Work instructions :: Every line from the beginning of the records below up to the one holding "in board order." should be quoted exactly; leave out the rest.

Material provided ::
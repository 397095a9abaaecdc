use crate::application::access::Viewer;
use crate::application::dto::requests::{RequestFilter, StatusColumn};
use crate::application::ports::request_repository::RequestRepository;
use crate::domain::maintenance::request::RequestStatus;

/// Requests grouped into one column per status, in board order.
pub struct RequestsByStatus<'a, R: RequestRepository + ?Sized> {
    pub repo: &'a R,
}

impl<'a, R: RequestRepository + ?Sized> RequestsByStatus<'a, R> {
    pub async fn execute(&self, viewer: &Viewer) -> anyhow::Result<Vec<StatusColumn>> {
        let rows = self
            .repo
            .list(&viewer.request_scope(), &RequestFilter::default())
            .await?;
        let mut columns: Vec<StatusColumn> = RequestStatus::ALL
            .into_iter()
            .map(|status| StatusColumn {
                status,
                label: status.label(),
                count: 0,
                items: Vec::new(),
            })
            .collect();
        for row in rows {
            if let Some(col) = columns.iter_mut().find(|c| c.status == row.status) {
                col.items.push(row);
            }
        }
        for col in &mut columns {
            col.count = col.items.len();
        }
        Ok(columns)
    }
}
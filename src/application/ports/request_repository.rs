use async_trait::async_trait;
use uuid::Uuid;

use crate::application::access::RequestScope;
use crate::application::dto::requests::{NewRequest, RequestFilter, RequestPatch};
use crate::domain::maintenance::request::MaintenanceRequest;

/// Every read and write is confined to `scope`; rows outside it behave as missing.
///
/// A request created as `scrap`, or updated with `retire_equipment`, marks its
/// equipment inactive in the same transaction as the request write.
#[async_trait]
pub trait RequestRepository: Send + Sync {
    async fn list(
        &self,
        scope: &RequestScope,
        filter: &RequestFilter,
    ) -> anyhow::Result<Vec<MaintenanceRequest>>;
    async fn get(
        &self,
        scope: &RequestScope,
        id: Uuid,
    ) -> anyhow::Result<Option<MaintenanceRequest>>;
    async fn create(&self, request: &NewRequest) -> anyhow::Result<MaintenanceRequest>;
    async fn update(
        &self,
        scope: &RequestScope,
        id: Uuid,
        patch: &RequestPatch,
    ) -> anyhow::Result<Option<MaintenanceRequest>>;
    async fn delete(&self, scope: &RequestScope, id: Uuid) -> anyhow::Result<bool>;
}
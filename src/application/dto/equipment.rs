use chrono::NaiveDate;
use uuid::Uuid;

use super::{SortField, SortOrder};

#[derive(Debug, Clone, Copy, PartialEq, Eq)]
pub enum EquipmentSort {
    Name,
    PurchaseDate,
}

impl SortField for EquipmentSort {
    const ALL: &'static [Self] = &[EquipmentSort::Name, EquipmentSort::PurchaseDate];

    fn name(&self) -> &'static str {
        match self {
            EquipmentSort::Name => "name",
            EquipmentSort::PurchaseDate => "purchase_date",
        }
    }
}

#[derive(Debug, Clone)]
pub struct EquipmentFilter {
    pub maintenance_team_id: Option<Uuid>,
    pub department: Option<String>,
    pub is_active: Option<bool>,
    pub search: Option<String>,
    pub ordering: SortOrder<EquipmentSort>,
}

impl Default for EquipmentFilter {
    fn default() -> Self {
        Self {
            maintenance_team_id: None,
            department: None,
            is_active: None,
            search: None,
            ordering: SortOrder::asc(EquipmentSort::Name),
        }
    }
}

#[derive(Debug, Clone)]
pub struct NewEquipment {
    pub name: String,
    pub serial_number: String,
    pub department: String,
    pub owner_name: String,
    pub location: String,
    pub purchase_date: Option<NaiveDate>,
    pub warranty_expiry: Option<NaiveDate>,
    pub maintenance_team_id: Option<Uuid>,
    pub is_active: bool,
    pub notes: String,
}

// Nullable fields: None => not provided; Some(None) => clear; Some(Some(v)) => set
#[derive(Debug, Clone, Default)]
pub struct EquipmentPatch {
    pub name: Option<String>,
    pub serial_number: Option<String>,
    pub department: Option<String>,
    pub owner_name: Option<String>,
    pub location: Option<String>,
    pub purchase_date: Option<Option<NaiveDate>>,
    pub warranty_expiry: Option<Option<NaiveDate>>,
    pub maintenance_team_id: Option<Option<Uuid>>,
    pub is_active: Option<bool>,
    pub notes: Option<String>,
}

Response ::
repository 397095a9abaaecdc
use crate::application::access::Viewer;
use crate::application::dto::requests::{RequestFilter, StatusColumn};
use crate::application::ports::request_repository::RequestRepository;
use crate::domain::maintenance::request::RequestStatus;

/// Requests grouped into one column per status, in board order.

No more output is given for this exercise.